Бабаян, как и положено крупному предпринимателю, не сразу отреагировал на появление в своем кабинете мелкой личности. Еще несколько секунд пальцы его левой руки слегка шевелились, показывая, что он работает на виртуальной клавиатуре. И в такт этому шевелению посверкивал циферблат часов — нарочито крупный, наверное, это механический «Роллекс».
— Ну что, сдаетесь, милостивый государь? — шутливо спросил заказчик, чтобы я расслабился и меня было легче проглотить. Насколько я помню, Бабаян, как левантийский аристократ, не любит дубовых разговоров на уровне «да», «никак нет», «есть», «понял».
— Путь из варяг в негры привел прямиком к вам, Иван Арменович.
— А я вас помню, хоть вы, как законченный литературный негр, привыкли скрываться за красивыми импортными именами. Помню роман «Люди, спускающие воду» за подписью Дарьи Матрениной и сериал «Одиссея капитана Трюмкина», который вы написали за некоего Лафа Гомерического. «Ты что так смотришь, капитан? Не меня ли подозреваешь? — Я подозреваю всех, профессор, включая себя… С капитанского мостика, куда поднялись двое, спустился только один, с непорочной головой профессора-аутиста и тренированным спинным мозгом бесстрашного капитана Трюмкина.» Господи, что мне делать со своей памятью, какое количество чуши она впитывает.
Мне стало неловко даже перед этим профессиональным вампиром. Бабаян, как нарочно, подобрал самые кретинские цитаты.

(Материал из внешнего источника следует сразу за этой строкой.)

#[cfg(test)]
mod tests {
    use super::*;
    use crate::config::ComplexConfig;
    use crate::error::Error;
    use approx::assert_relative_eq;
    use nalgebra::DMatrix;

    fn dense(m: &CsrMatrix<f64>) -> DMatrix<f64> {
        sparse::to_dense(m)
    }

    fn triangle() -> CellComplex<i32> {
        let mut cx = CellComplex::new();
        cx.add_cell([1, 2, 3], 2).unwrap();
        cx
    }

    #[test]
    fn basis_positions() {
        let cx = triangle();
        let b = cx.basis(1).unwrap();
        assert_eq!(b.len(), 3);
        assert_eq!(
            b.position(&Element::Edge(Edge::new(2, 3).unwrap())),
            Some(2)
        );
        assert_eq!(b.get(0), Some(&Element::Edge(Edge::new(1, 2).unwrap())));
        assert!(cx.basis(3).is_err());
    }

    #[test]
    fn rank_zero_incidence_is_a_row_of_ones() {
        let cx = triangle();
        let b0 = cx.incidence_matrix_indexed(0, true).unwrap();
        assert!(b0.rows.is_empty());
        assert_eq!(dense(&b0.matrix), DMatrix::from_element(1, 3, 1.0));
    }

    #[test]
    fn rank_one_incidence_signs() {
        let cx = triangle();
        let b1 = dense(&cx.incidence_matrix(1, true).unwrap());
        // columns: (1,2) (1,3) (2,3)
        let expected = DMatrix::from_row_slice(
            3,
            3,
            &[
                -1.0, -1.0, 0.0, //
                1.0, 0.0, -1.0, //
                0.0, 1.0, 1.0,
            ],
        );
        assert_eq!(b1, expected);
    }

    #[test]
    fn rank_two_incidence_follows_walk() {
        let cx = triangle();
        let b2 = dense(&cx.incidence_matrix(2, true).unwrap());
        // 1→2 forward, 2→3 forward, 3→1 against (1,3)
        assert_eq!(b2, DMatrix::from_column_slice(3, 1, &[1.0, -1.0, 1.0]));

        let unsigned = dense(&cx.incidence_matrix(2, false).unwrap());
        assert_eq!(unsigned, DMatrix::from_element(3, 1, 1.0));
    }

    #[test]
    fn boundary_of_boundary_vanishes() {
        let cx = triangle();
        let b1 = cx.incidence_matrix(1, true).unwrap();
        let b2 = cx.incidence_matrix(2, true).unwrap();
        assert_eq!(sparse::prune_zeros(&(&b1 * &b2)).nnz(), 0);
    }

    #[test]
    fn stranded_cells_block_rank_two() {
        let mut cx = triangle();
        cx.remove_edge(&1, &3);
        let err = cx.incidence_matrix(2, true).unwrap_err();
        assert!(matches!(
            err,
            Error::Validation(ValidationError::StrandedCell { .. })
        ));
    }

    #[test]
    fn coincidence_is_transpose() {
        let cx = triangle();
        let b = dense(&cx.incidence_matrix(1, true).unwrap());
        let c = dense(&cx.coincidence_matrix(1, true).unwrap());
        assert_eq!(b.transpose(), c);
    }

    #[test]
    fn laplacian_rank_bounds() {
        let cx = triangle();
        assert!(cx.up_laplacian_matrix(0, true).is_ok());
        assert!(cx.up_laplacian_matrix(1, true).is_ok());
        assert!(cx.up_laplacian_matrix(2, true).is_err());
        assert!(cx.down_laplacian_matrix(0, true).is_err());
        assert!(cx.down_laplacian_matrix(2, true).is_ok());
        assert!(cx.hodge_laplacian_matrix(3, true).is_err());

        let mut graph_only = CellComplex::<i32>::new();
        graph_only.add_edge(1, 2).unwrap();
        let err = graph_only.up_laplacian_matrix(1, true).unwrap_err();
        assert_eq!(
            err.as_validation(),
            Some(&ValidationError::RankOutOfRange {
                operator: "up Laplacian",
                rank: 1,
                min: 0,
                max: 0,
            })
        );
    }

    #[test]
    fn graph_laplacian() {
        let cx = triangle();
        let l0 = dense(&cx.hodge_laplacian_matrix(0, true).unwrap());
        let expected = DMatrix::from_row_slice(
            3,
            3,
            &[
                2.0, -1.0, -1.0, //
                -1.0, 2.0, -1.0, //
                -1.0, -1.0, 2.0,
            ],
        );
        assert_eq!(l0, expected);
    }

    #[test]
    fn hodge_is_up_plus_down_in_between() {
        let cx = triangle();
        let up = dense(&cx.up_laplacian_matrix(1, true).unwrap());
        let down = dense(&cx.down_laplacian_matrix(1, true).unwrap());
        let hodge = dense(&cx.hodge_laplacian_matrix(1, true).unwrap());
        assert_eq!(hodge, up + down);
    }

    #[test]
    fn adjacency_has_zero_diagonal() {
        let cx = triangle();
        let a = dense(&cx.adjacency_matrix(0, false).unwrap());
        let expected = DMatrix::from_row_slice(
            3,
            3,
            &[
                0.0, 1.0, 1.0, //
                1.0, 0.0, 1.0, //
                1.0, 1.0, 0.0,
            ],
        );
        assert_eq!(a, expected);

        let indexed = cx.adjacency_matrix_indexed(1, true).unwrap();
        assert_eq!(indexed.rows.len(), 3);
        assert!(sparse::is_symmetric(&indexed.matrix, 1e-12));
        for i in 0..3 {
            assert_eq!(dense(&indexed.matrix)[(i, i)], 0.0);
        }
    }

    #[test]
    fn coadjacency_of_edges() {
        let cx = triangle();
        let co = dense(&cx.coadjacency_matrix(1, false).unwrap());
        // every pair of triangle edges shares a node
        assert_eq!(co.iter().filter(|&&v| v == 1.0).count(), 6);
        assert!(cx.coadjacency_matrix(0, true).is_err());
    }

    #[test]
    fn unsigned_adjacency_counts_opposite_orientations() {
        // both squares contain 1-2 and 3-4, traversed 3→4 in one and 4→3 in the other
        let mut cx = CellComplex::<i32>::new();
        cx.add_cell([1, 2, 3, 4], 2).unwrap();
        cx.add_cell([1, 2, 4, 3], 2).unwrap();

        let a1 = cx.adjacency_matrix_indexed(1, false).unwrap();
        let i = a1.rows.position(&Element::Edge(Edge::new(1, 2).unwrap())).unwrap();
        let j = a1.rows.position(&Element::Edge(Edge::new(3, 4).unwrap())).unwrap();
        assert_eq!(dense(&a1.matrix)[(i, j)], 2.0);
        let signed = dense(&cx.adjacency_matrix(1, true).unwrap());
        assert_eq!(signed[(i, j)], 0.0);

        let co2 = dense(&cx.coadjacency_matrix(2, false).unwrap());
        assert_eq!(co2[(0, 1)], 2.0);
        assert_eq!(co2[(1, 0)], 2.0);
        assert_eq!(co2[(0, 0)], 0.0);
    }

    #[test]
    fn k_hop_shapes() {
        let mut cx = triangle();
        cx.add_cell([2, 3, 4], 2).unwrap();
        // 4 nodes, 5 edges, 2 cells
        let h0 = cx.k_hop_incidence_matrix(0, 2).unwrap();
        assert_eq!((h0.nrows(), h0.ncols()), (1, 4));
        let h1 = cx.k_hop_incidence_matrix(1, 2).unwrap();
        assert_eq!((h1.nrows(), h1.ncols()), (4, 5));
        let h2 = cx.k_hop_incidence_matrix(2, 1).unwrap();
        assert_eq!((h2.nrows(), h2.ncols()), (5, 2));
        let c1 = cx.k_hop_coincidence_matrix(1, 2).unwrap();
        assert_eq!((c1.nrows(), c1.ncols()), (5, 4));
        assert!(cx.k_hop_incidence_matrix(3, 1).is_err());
    }

    #[test]
    fn zero_hops_reduce_to_incidence() {
        let cx = triangle();
        let b2 = dense(&cx.incidence_matrix(2, true).unwrap());
        let h = dense(&cx.k_hop_incidence_matrix(2, 0).unwrap());
        assert_eq!(h, b2);
    }

    #[test]
    fn spectrum_of_triangle_graph() {
        let cx = triangle();
        let spectrum = cx.hodge_spectrum(0).unwrap();
        assert_eq!(spectrum.len(), 3);
        assert_relative_eq!(spectrum[0], 0.0, epsilon = 1e-9);
        assert_relative_eq!(spectrum[1], 3.0, epsilon = 1e-9);
        assert_relative_eq!(spectrum[2], 3.0, epsilon = 1e-9);
        assert!(CellComplex::<i32>::new().hodge_spectrum(0).unwrap().is_empty());
    }

    #[test]
    fn non_regular_walks_accumulate() {
        let config = ComplexConfig::default().with_regular(false);
        let mut cx = CellComplex::<i32>::with_config(config);
        cx.add_cell([1, 2, 3, 2], 2).unwrap();
        let b2 = cx.incidence_matrix(2, true).unwrap();
        assert_eq!(b2.ncols(), 1);
        assert_eq!(b2.nnz(), 0);
    }
}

— Я просто зарабатывал деньги, господин издатель, потому что тоже хотел делать шоппинг и откликаться на маркетинг.
— И много заработали? — Бабаян мазнул скептическим взглядом по моему плащу из червяков и моим кедам, которые я с помощью гуталина превратил в ботинки.
— Главное, что я старался. После ранения в ягодицу и контузии другой не менее важной части тела у меня не осталось иного способа разбогатеть в этом прекрасном новом мире, — мои глаза машинально попытались рассмотреть пылевидные «жучки», способные услышать крамолу. — Разве после полной и окончательной победы прав человека во всем мире я не обрел право покупать акции и делать инвестиции? Разве право заработать миллион — это не главное, что отличает человека от зверя?

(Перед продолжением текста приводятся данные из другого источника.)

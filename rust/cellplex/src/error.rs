// This Source Code Form is subject to the terms of the Mozilla Public
// License, v. 2.0. If a copy of the MPL was not distributed with this
// file, You can obtain one at https://mozilla.org/MPL/2.0/.

//! Error types for cell complex operations.

use crate::keys::CellKey;

/// Result type alias for cell complex operations.
pub type Result<T> = std::result::Result<T, Error>;

/// Errors that can occur while building or querying a cell complex.
#[derive(Debug, thiserror::Error)]
pub enum Error {
    /// A structural invariant was violated.
    #[error(transparent)]
    Validation(#[from] ValidationError),

    /// A connectivity-dependent query ran on a disconnected derived graph.
    #[error("cell complex is not {s}-connected")]
    NotConnected { s: usize },

    /// Serialization/deserialization error.
    #[error("serialization error: {0}")]
    Serialization(String),
}

impl Error {
    /// Returns the validation error if this is one.
    pub fn as_validation(&self) -> Option<&ValidationError> {
        match self {
            Error::Validation(v) => Some(v),
            _ => None,
        }
    }

    /// Returns `true` if this error reports a disconnected complex.
    pub fn is_not_connected(&self) -> bool {
        matches!(self, Error::NotConnected { .. })
    }
}

/// Structural invariant violations. Raised at the point of violation and
/// never retried internally.
#[derive(Debug, Clone, PartialEq, Eq, thiserror::Error)]
pub enum ValidationError {
    /// Only ranks 0, 1 and 2 exist in a 2-dimensional cell complex.
    #[error("only ranks 0, 1 and 2 are supported, got {0}")]
    UnsupportedRank(usize),

    /// Rank-0 insertion goes through the node API.
    #[error("use add_node to insert nodes or zero ranked cells")]
    NodeRank,

    /// The operator is not defined at this rank for the current dimension.
    #[error("{operator} is defined for ranks {min}..={max} of this complex, got {rank}")]
    RankOutOfRange {
        operator: &'static str,
        rank: usize,
        min: usize,
        max: usize,
    },

    /// A 2-cell needs at least two boundary nodes.
    #[error("a 2-cell needs at least 2 nodes, got {0}")]
    TooFewNodes(usize),

    /// Two consecutive boundary nodes coincide, or an edge joins a node to itself.
    #[error("self-loops are not allowed (node {0})")]
    SelfLoop(String),

    /// The boundary walk does not span enough distinct edges.
    #[error("a 2-cell boundary must span at least 2 distinct edges, got {0}")]
    DegenerateBoundary(usize),

    /// A node repeats in a cell that must be regular.
    #[error("node {0} repeats on the boundary, which violates the regularity condition")]
    IrregularCell(String),

    /// An edge was given with the wrong number of endpoints.
    #[error("an edge needs exactly 2 nodes, got {0}")]
    EdgeArity(usize),

    /// A prebuilt `Cell` was inserted under a rank other than 2.
    #[error("cell values are always rank 2, got rank {0}")]
    CellRank(usize),

    /// A 2-cell references a boundary edge that is no longer in the skeleton.
    #[error("cell {cell:?} references edge {edge} missing from the 1-skeleton")]
    StrandedCell { cell: CellKey, edge: String },

    /// A node lookup failed.
    #[error("node {0} is not in the cell complex")]
    UnknownNode(String),

    /// A basis element lookup failed.
    #[error("element {0} is not in the cell complex")]
    UnknownElement(String),

    /// s-adjacency needs at least one shared element.
    #[error("s must be at least 1")]
    ZeroLocality,
}

#[cfg(test)]
mod tests {
    use super::*;

    #[test]
    fn validation_errors_convert() {
        let err: Error = ValidationError::UnsupportedRank(3).into();
        assert_eq!(
            err.as_validation(),
            Some(&ValidationError::UnsupportedRank(3))
        );
        assert!(!err.is_not_connected());
        assert_eq!(err.to_string(), "only ranks 0, 1 and 2 are supported, got 3");
    }

    #[test]
    fn not_connected_message() {
        let err = Error::NotConnected { s: 2 };
        assert!(err.is_not_connected());
        assert!(err.as_validation().is_none());
        assert_eq!(err.to_string(), "cell complex is not 2-connected");
    }
}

— «Права человека» у нас победили всё, включая самого человека, — заметил Бабаян. — Но одних только ваших прав и свобод для меня недостаточно. Как у вас со способностями?
— Не жалуюсь. Я, конечно, не Пушкин, в смысле литературной одаренности…

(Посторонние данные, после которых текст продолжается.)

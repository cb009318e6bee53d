// This Source Code Form is subject to the terms of the Mozilla Public
// License, v. 2.0. If a copy of the MPL was not distributed with this
// file, You can obtain one at https://mozilla.org/MPL/2.0/.

//! Keyed multiset of 2-cell records.
//!
//! Every inserted cell becomes its own record with a stable [`CellKey`] and
//! its own attribute map. Records are grouped by [`BoundaryKey`], so several
//! cells may be attached along the same boundary (multi-cells) until they
//! are explicitly deduplicated. Iteration follows insertion order, which is
//! also the column order of the rank-2 incidence matrix.

use rustc_hash::FxHashMap;
use slotmap::SlotMap;

use crate::attributes::Attributes;
use crate::cell::{BoundaryKey, Cell};
use crate::keys::{CellKey, NodeId};

/// One registered 2-cell and its metadata.
#[derive(Debug, Clone)]
pub struct CellRecord<N> {
    pub cell: Cell<N>,
    pub attributes: Attributes,
}

/// Storage for the 2-cells of a complex.
#[derive(Debug, Clone)]
pub struct CellRegistry<N> {
    records: SlotMap<CellKey, CellRecord<N>>,
    groups: FxHashMap<BoundaryKey<N>, Vec<CellKey>>,
    order: Vec<CellKey>,
}

impl<N: NodeId> CellRegistry<N> {
    /// Creates an empty registry.
    pub fn new() -> Self {
        Self {
            records: SlotMap::with_key(),
            groups: FxHashMap::default(),
            order: Vec::new(),
        }
    }

    /// Appends a record under the cell's boundary key.
    pub fn insert(&mut self, cell: Cell<N>, attributes: Attributes) -> CellKey {
        let group = cell.key().clone();
        let key = self.records.insert(CellRecord { cell, attributes });
        self.groups.entry(group).or_default().push(key);
        self.order.push(key);
        key
    }

    /// Removes every record filed under `key`.
    pub fn delete(&mut self, key: &BoundaryKey<N>) -> Vec<CellRecord<N>> {
        let Some(members) = self.groups.remove(key) else {
            return Vec::new();
        };
        self.order.retain(|k| !members.contains(k));
        members
            .into_iter()
            .filter_map(|k| self.records.remove(k))
            .collect()
    }

    /// Removes a single record.
    pub fn remove_record(&mut self, key: CellKey) -> Option<CellRecord<N>> {
        let record = self.records.remove(key)?;
        if let Some(members) = self.groups.get_mut(record.cell.key()) {
            members.retain(|&k| k != key);
            if members.is_empty() {
                self.groups.remove(record.cell.key());
            }
        }
        self.order.retain(|&k| k != key);
        Some(record)
    }

    /// Returns `true` if at least one record has this boundary key.
    pub fn contains_key(&self, key: &BoundaryKey<N>) -> bool {
        self.groups.contains_key(key)
    }

    /// Returns `true` if a record equivalent to `cell` exists.
    pub fn contains(&self, cell: &Cell<N>) -> bool {
        self.contains_key(cell.key())
    }

    /// Returns `true` if the record handle is live.
    pub fn contains_record(&self, key: CellKey) -> bool {
        self.records.contains_key(key)
    }

    /// Returns a record by handle.
    pub fn get(&self, key: CellKey) -> Option<&CellRecord<N>> {
        self.records.get(key)
    }

    /// Returns a mutable record by handle.
    pub fn get_mut(&mut self, key: CellKey) -> Option<&mut CellRecord<N>> {
        self.records.get_mut(key)
    }

    /// Returns the record handles filed under a boundary key, oldest first.
    pub fn records_for(&self, key: &BoundaryKey<N>) -> &[CellKey] {
        self.groups.get(key).map(Vec::as_slice).unwrap_or(&[])
    }

    /// Iterates over all records in insertion order, one item per record.
    pub fn iter(&self) -> impl Iterator<Item = (CellKey, &Cell<N>)> + '_ {
        self.order.iter().map(move |&k| (k, &self.records[k].cell))
    }

    /// Iterates over record handles in insertion order.
    pub fn keys(&self) -> impl Iterator<Item = CellKey> + '_ {
        self.order.iter().copied()
    }

    /// Number of records (not distinct boundaries).
    pub fn len(&self) -> usize {
        self.records.len()
    }

    /// Returns `true` if no record exists.
    pub fn is_empty(&self) -> bool {
        self.records.is_empty()
    }

    /// Number of distinct boundary keys.
    pub fn group_count(&self) -> usize {
        self.groups.len()
    }

    /// Collapses every group of equivalent records into its first record.
    ///
    /// The survivor keeps its own attributes; the others are discarded.
    /// Returns the number of records removed.
    pub fn deduplicate_equivalent(&mut self) -> usize {
        let mut dropped = Vec::new();
        for members in self.groups.values_mut() {
            if members.len() > 1 {
                dropped.extend(members.drain(1..));
            }
        }
        for &k in &dropped {
            self.records.remove(k);
        }
        self.order.retain(|k| !dropped.contains(k));
        dropped.len()
    }
}

impl<N: NodeId> Default for CellRegistry<N> {
    fn default() -> Self {
        Self::new()
    }
}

— Это очень мягко выражаясь, — прервал меня Бабаян. — Но в последние годы литературная одаренность — это, скорее всего, отягощающий фактор. Мне нужно другое. Умение влезть в любую задницу и откопать там вкусный материал. Увы, наши теневые писатели, дорогие наши негры редко отличаются пробивными способностями. Но вот у вас в лице читается что-то такое, многообещающее.
— К сожалению, Иван Арменович, у меня в роду не было проктологов. Но милиционеры имелись.
— Тоже неплохо. А как вам вообще этот Грамматиков?
Как мне этот Грамматиков? Мне не очень. Типичный экскремент, который взлетел на головокружительную высоту за счет фонтанирующей «свободы и демократии». Да, еще он мой тезка. Вернее, был мой тезка, но я отказался от своей фамилии и имени в лагере для пленных, потому что с этими персональными данными мне могли пришить за милую душу военное преступление. А это означало еще, минимум, двадцать лет в маринаде, а максимум — поджаривание на новомодном электрическом стуле. Во время войны я как-то стрельнул по бородатым чмурам в штатском, попытавшимся поднасрать в полевую кухню, словно это было штабной кунг. Метко стрельнул, если по правде, три трупа сделал. Позднее выяснилось, что это были «правозащитники-пацифисты» из организации «Дудаев Мемориал».